- [Problem to work on] Go through the lines below and transcribe each one exactly.

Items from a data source
*-*-*

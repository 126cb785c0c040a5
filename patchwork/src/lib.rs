//! Patchwork - Two-tone raster patch grouping for Rust
//!
//! Patchwork groups the black pixels of a black-and-white RGBA raster into
//! maximal 8-connected patches so each one can be treated as an independent
//! object, for example painted a colour of its own.
//!
//! # Overview
//!
//! - Raster views over flat RGBA buffers ([`Raster`], [`RasterMut`])
//! - Two-tone classification and patch grouping ([`region`])
//! - Luma thresholding and per-patch recoloring ([`color`])
//!
//! # Example
//!
//! ```
//! use patchwork::color::{DEFAULT_THRESHOLD, color_patches, threshold};
//! use patchwork::region::find_patches;
//!
//! // 4x1 raster: dark, light, light, dark
//! let mut buffer = vec![
//!     10, 10, 10, 255, 240, 240, 240, 255, 230, 230, 230, 255, 20, 20, 20, 255,
//! ];
//! threshold(&mut buffer, 16, DEFAULT_THRESHOLD).unwrap();
//! assert_eq!(find_patches(&buffer, 16).unwrap().len(), 2);
//! assert_eq!(color_patches(&mut buffer, 16).unwrap(), 2);
//! ```

// Re-export core types (primary data structures used everywhere)
pub use patchwork_core::*;

// Re-export domain crates as modules to avoid name conflicts
pub use patchwork_color as color;
pub use patchwork_region as region;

*-*-*

- [Response area]
repository 126cb785c0c040a5
filename patchwork/src/lib.rs
//! Patchwork - Two-tone raster patch grouping for Rust
//!
//! Patchwork groups the black pixels of a black-and-white RGBA raster into
//! maximal 8-connected patches so each one can be treated as an independent
//! object, for example painted a colour of its own.
//!
//! # Overview
//!
//! - Raster views over flat RGBA buffers ([`Raster`], [`RasterMut`])
//! - Two-tone classification and patch grouping ([`region`])
//! - Luma thresholding and per-patch recoloring ([`color`])
//!
//! # Example
//!
//! ```
//! use patchwork::color::{DEFAULT_THRESHOLD, color_patches, threshold};
//! use patchwork::region::find_patches;
//!
//! // 4x1 raster: dark, light, light, dark
//! let mut buffer = vec![
//!     10, 10, 10, 255, 240, 240, 240, 255, 230, 230, 230, 255, 20, 20, 20, 255,
//! ];
//! threshold(&mut buffer, 16, DEFAULT_THRESHOLD).unwrap();
//! assert_eq!(find_patches(&buffer, 16).unwrap().len(), 2);
//! assert_eq!(color_patches(&mut buffer, 16).unwrap(), 2);
//! ```

// Re-export core types (primary data structures used everywhere)
pub use patchwork_core::*;

// Re-export domain crates as modules to avoid name conflicts
pub use patchwork_color as color;
pub use patchwork_region as region;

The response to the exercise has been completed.